Langston Hughes, Mulatto,
1935
The white planter can have a
black mistress, the two children he had from her are not his children but her
bastards. He gave them some education but they are supposed to respect their
position as black servants with no privilege whatsoever. Either they go away
and stay away, or they stay and are field workers. The one who was rebellious
was sent to some school far away to get some education; He makes the mistake of
coming back one summer and he pretends to be treated as equal downtown, to use
the front door of the house, and to eat in the dining room or sit in the
sitting room, as the son of the owner. That ends badly of course. The lesson is
that miscegenation necessarily creates evil. The only sensible solution is to
live separate and apart. That is typical of Marcus Garvey’s ideology and Black
Nationalism.
Paul Green, Richard Wright, Native
Son, 1941
As compared to the novel, the
play does not allow too many details and the play is thus slightly schematic
and very cold because there are only dialogues and the minds of the characters
are not visible, particularly Bigger’s, or explainable. It is obvious the
humiliation and the castration the meal with Mary and Jan in the black
restaurant where Bigger is known cannot be rendered on the stage. In the same
way the furnace scene, both the burning of the body and the discovery of the
remnants of this burning cannot be fully shown. The real battle during the
flight and the end of it are not shown. Bigger does not kill his girl friend, which
takes an important element out. Then the trial and the prison scenes are too
long, too wordy, and hence very cold and distant. Too theoretical. The play is
too much of a manifesto.
Louis Peterson, Take a Giant
Step, 1953
Spencer, an 18 year old teenager
lives in a three-generation black family in a middle-class white neighborhood
and he is going to the high school of this neighborhood. He obviously has
problems with his white “friends” and with white girls. He feels rejected, in
many ways downtrodden or downgraded. His father is a typical Post Traumatic
Slavery Syndrome person, violent, authoritarian and probably vain. The child
cannot stand the racist teaching he gets in his white school. He has to build a
distance between him and that white school that would keep him safe. And that’s
just what PTSS is for his generation: keep cool, play dumb, do not attract any
attention. It is called mentalcide, or mental suicide. By looking innocuous you
can survive in an all white surrounding. You can be invisible to the whites who
are color-blid, provided you make yourself so innocuous that you become a
non-entity. Too bad Spencer, but you must drop baseball. Quite ahead of its
time (about 50 years) before such concepts as PTSlaveryS are developed by the
Nation of Islam.
Lorraine Hansberry, A Raisin in the Sun, 1959
A black family with five
generations of slaves behind them. The new generation gets some insurance money
for the untimely death of the grandfather and the grandmother has to decide
what she does with the money. Will the money go to financing Beneatha’s studies
(she wants to be a doctor) or Walter’s projects (he wants to buy a liquor store)?

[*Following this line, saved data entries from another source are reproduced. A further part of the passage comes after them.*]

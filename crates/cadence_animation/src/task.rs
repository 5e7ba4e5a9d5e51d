//! Animation task records
//!
//! A [`TaskRecord`] is owned by the scheduler registry and advanced once per
//! tick. Callers only ever see an [`AnimationHandle`], which shares the
//! task's lifecycle state and cancel flag.

use crate::lifetime::LifeTime;
use crate::repaint::{Repaint, RepaintBatch};
use crate::status::{AnimationEvent, AnimationStatus, Stride};
use crate::transformation::{FinishHook, Predicate, Transformation, ValidityCheck};
use cadence_core::panic_message;
use std::fmt;
use std::panic::{catch_unwind, AssertUnwindSafe};
use std::sync::atomic::{AtomicBool, AtomicU8, Ordering};
use std::sync::{Arc, Weak};
use std::time::Duration;

/// Unique identity of a registered animation
#[derive(Clone, Copy, Debug, PartialEq, Eq, Hash, PartialOrd, Ord)]
pub struct AnimationId(u64);

impl AnimationId {
    pub(crate) fn new(raw: u64) -> Self {
        Self(raw)
    }

    pub fn as_u64(self) -> u64 {
        self.0
    }
}

impl fmt::Display for AnimationId {
    fn fmt(&self, f: &mut fmt::Formatter<'_>) -> fmt::Result {
        write!(f, "animation#{}", self.0)
    }
}

/// Lifecycle of a task
#[derive(Clone, Copy, Debug, PartialEq, Eq, Hash)]
#[repr(u8)]
pub enum TaskState {
    /// Registered, no callback delivered yet
    Pending = 0,
    /// At least one callback delivered
    Running = 1,
    /// Lifetime ran out; terminal callback delivered
    Finished = 2,
    /// Stopped early by predicate, cancel, failure or stale target
    Cancelled = 3,
}

impl TaskState {
    fn from_u8(raw: u8) -> Self {
        match raw {
            0 => TaskState::Pending,
            1 => TaskState::Running,
            2 => TaskState::Finished,
            _ => TaskState::Cancelled,
        }
    }

    pub fn is_terminal(self) -> bool {
        matches!(self, TaskState::Finished | TaskState::Cancelled)
    }
}

/// State shared between a record and its handles
#[derive(Debug)]
pub(crate) struct TaskShared {
    state: AtomicU8,
    cancel_requested: AtomicBool,
}

impl TaskShared {
    pub(crate) fn new() -> Self {
        Self {
            state: AtomicU8::new(TaskState::Pending as u8),
            cancel_requested: AtomicBool::new(false),
        }
    }

    fn state(&self) -> TaskState {
        TaskState::from_u8(self.state.load(Ordering::Acquire))
    }

    fn set_state(&self, state: TaskState) {
        self.state.store(state as u8, Ordering::Release);
    }
}

/// Caller-side view of a registered animation
#[derive(Clone, Debug)]
pub struct AnimationHandle {
    id: AnimationId,
    shared: Arc<TaskShared>,
}

impl AnimationHandle {
    pub(crate) fn new(id: AnimationId, shared: Arc<TaskShared>) -> Self {
        Self { id, shared }
    }

    pub fn id(&self) -> AnimationId {
        self.id
    }

    pub fn state(&self) -> TaskState {
        self.shared.state()
    }

    /// Whether the task has finished or been cancelled
    pub fn is_done(&self) -> bool {
        self.state().is_terminal()
    }

    /// Ask the scheduler to stop this animation
    ///
    /// Cooperative: the request is honoured at the next tick, which removes
    /// the task without any further callback. Cancelling a task that already
    /// ended does nothing.
    pub fn cancel(&self) {
        self.shared.cancel_requested.store(true, Ordering::Release);
    }

    pub fn is_cancel_requested(&self) -> bool {
        self.shared.cancel_requested.load(Ordering::Acquire)
    }
}

/// What the scheduler should do with a record after advancing it
#[derive(Clone, Copy, Debug, PartialEq, Eq)]
pub(crate) enum Step {
    Keep,
    Remove(TaskState),
}

/// Registry entry for one animation
pub(crate) struct TaskRecord {
    pub(crate) id: AnimationId,
    pub(crate) life: LifeTime,
    pub(crate) stride: Stride,
    /// Registration time plus delay
    pub(crate) start: Duration,
    pub(crate) cycle: u64,
    /// `None` repeats until cancelled
    pub(crate) cycle_limit: Option<u64>,
    pub(crate) transformation: Transformation,
    pub(crate) predicate: Option<Predicate>,
    pub(crate) finish: Option<FinishHook>,
    pub(crate) target: Option<Weak<dyn Repaint>>,
    pub(crate) validity: Option<ValidityCheck>,
    pub(crate) shared: Arc<TaskShared>,
    pub(crate) ticked: bool,
}

impl TaskRecord {
    pub(crate) fn new(
        id: AnimationId,
        life: LifeTime,
        start: Duration,
        transformation: Transformation,
        shared: Arc<TaskShared>,
    ) -> Self {
        Self {
            id,
            life,
            stride: Stride::default(),
            start,
            cycle: 0,
            cycle_limit: Some(1),
            transformation,
            predicate: None,
            finish: None,
            target: None,
            validity: None,
            shared,
            ticked: false,
        }
    }

    pub(crate) fn id(&self) -> AnimationId {
        self.id
    }

    /// Advance the task to `now`
    ///
    /// User callbacks are isolated: a panic or error ends only this task.
    pub(crate) fn advance(&mut self, now: Duration, repaints: &mut RepaintBatch) -> Step {
        let target = match self.resolve_target() {
            Some(target) => target,
            None => {
                tracing::debug!(id = %self.id, "Animation target is gone, dropping task");
                return Step::Remove(TaskState::Cancelled);
            }
        };

        if self.shared.cancel_requested.load(Ordering::Acquire) {
            tracing::debug!(id = %self.id, "Animation cancelled");
            return Step::Remove(TaskState::Cancelled);
        }

        if now < self.start {
            return Step::Keep;
        }

        let status = self.status_at(now);

        // An exhausted lifetime always ends with its terminal callback
        let predicate = if status.is_finished() {
            None
        } else {
            self.predicate.as_mut()
        };
        if let Some(predicate) = predicate {
            match catch_unwind(AssertUnwindSafe(|| predicate(&status))) {
                Ok(true) => {}
                Ok(false) => {
                    tracing::debug!(id = %self.id, cycle = status.cycle(), "Animation stopped by its predicate");
                    return Step::Remove(TaskState::Cancelled);
                }
                Err(payload) => {
                    tracing::warn!(
                        id = %self.id,
                        "An animation predicate panicked: {}",
                        panic_message(payload.as_ref())
                    );
                    return Step::Remove(TaskState::Cancelled);
                }
            }
        }

        let transformation = &mut self.transformation;
        let outcome = catch_unwind(AssertUnwindSafe(|| transformation(&status)));
        self.ticked = true;

        if let Some(target) = target {
            if !repaints.push(target) {
                return Step::Remove(TaskState::Cancelled);
            }
        }

        match outcome {
            Ok(Ok(())) => {}
            Ok(Err(error)) => {
                tracing::warn!(id = %self.id, "An animation failed: {}", error);
                return Step::Remove(TaskState::Cancelled);
            }
            Err(payload) => {
                tracing::warn!(
                    id = %self.id,
                    "An animation panicked: {}",
                    panic_message(payload.as_ref())
                );
                return Step::Remove(TaskState::Cancelled);
            }
        }

        if status.cycle() > self.cycle {
            tracing::trace!(id = %self.id, cycle = status.cycle(), "Animation entered a new cycle");
        }
        self.cycle = status.cycle();

        if status.is_finished() {
            self.run_finish_hook(&status);
            return Step::Remove(TaskState::Finished);
        }

        self.shared.set_state(TaskState::Running);
        Step::Keep
    }

    /// Record the final state; later calls are ignored
    pub(crate) fn retire(&self, state: TaskState) {
        if !self.shared.state().is_terminal() {
            self.shared.set_state(state);
        }
    }

    /// `Some(None)` when no target is bound, `None` when the target is stale
    fn resolve_target(&self) -> Option<Option<Arc<dyn Repaint>>> {
        if let Some(valid) = self.validity.as_ref() {
            match catch_unwind(AssertUnwindSafe(|| valid())) {
                Ok(true) => {}
                Ok(false) => return None,
                Err(payload) => {
                    tracing::warn!(
                        id = %self.id,
                        "An animation validity check panicked: {}",
                        panic_message(payload.as_ref())
                    );
                    return None;
                }
            }
        }
        match self.target.as_ref() {
            Some(weak) => weak.upgrade().map(Some),
            None => Some(None),
        }
    }

    fn status_at(&self, now: Duration) -> AnimationStatus {
        let event = if self.ticked {
            AnimationEvent::Running
        } else {
            AnimationEvent::Started
        };

        if self.life.is_none() {
            return AnimationStatus::end_of(
                self.start,
                now,
                self.life,
                self.stride,
                0,
                AnimationEvent::Finished,
            );
        }

        let status = AnimationStatus::at(self.start, now, self.life, self.stride, event);
        match self.cycle_limit {
            Some(limit) if status.cycle() >= limit => AnimationStatus::end_of(
                self.start,
                now,
                self.life,
                self.stride,
                limit.saturating_sub(1),
                AnimationEvent::Finished,
            ),
            _ => status,
        }
    }

    fn run_finish_hook(&mut self, status: &AnimationStatus) {
        let Some(hook) = self.finish.take() else {
            return;
        };
        if let Err(payload) = catch_unwind(AssertUnwindSafe(|| hook(status))) {
            tracing::warn!(
                id = %self.id,
                "An animation finish hook panicked: {}",
                panic_message(payload.as_ref())
            );
        }
    }
}

impl Drop for TaskRecord {
    fn drop(&mut self) {
        // A record dropped before it was retired has been discarded
        self.retire(TaskState::Cancelled);
    }
}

The grandmother yields and treats the grand son Walter as a man and entrusts
the money to him for him to manage it. He gets into some dealing with a man who
is supposed to get them, Walter and a friend of his, the liquor store and the
license. All the money goes and of course the man is a crook. The whole family
is ruined. They have to sell their house and move. We have a simple family with
family problems and not a really black situation. They want to succeed in the
world and they have forgotten there are crooks out there, many crooks who look
just like you.
Lonne Elder III, Ceremonies in
Dark Old Men, 1965
The father is a barber who has no
business. The daughter is the only bread earning person in the family. The two
sons are bad. Theo wants to moonshine whisky. Bobby is a shoplifter. The
daughter decides to get rid of the three men and stop taking care of them. The two
boys get in touch with some crime circle and the barber’s shop becomes the
center of moon shining and dealing whisky and a new number “game.” Theo becomes
a slave of the whisky and the store: he must produce 24/7 and Bobby gets in
more and more dangerous deals, till one night he is killed by a night watchman.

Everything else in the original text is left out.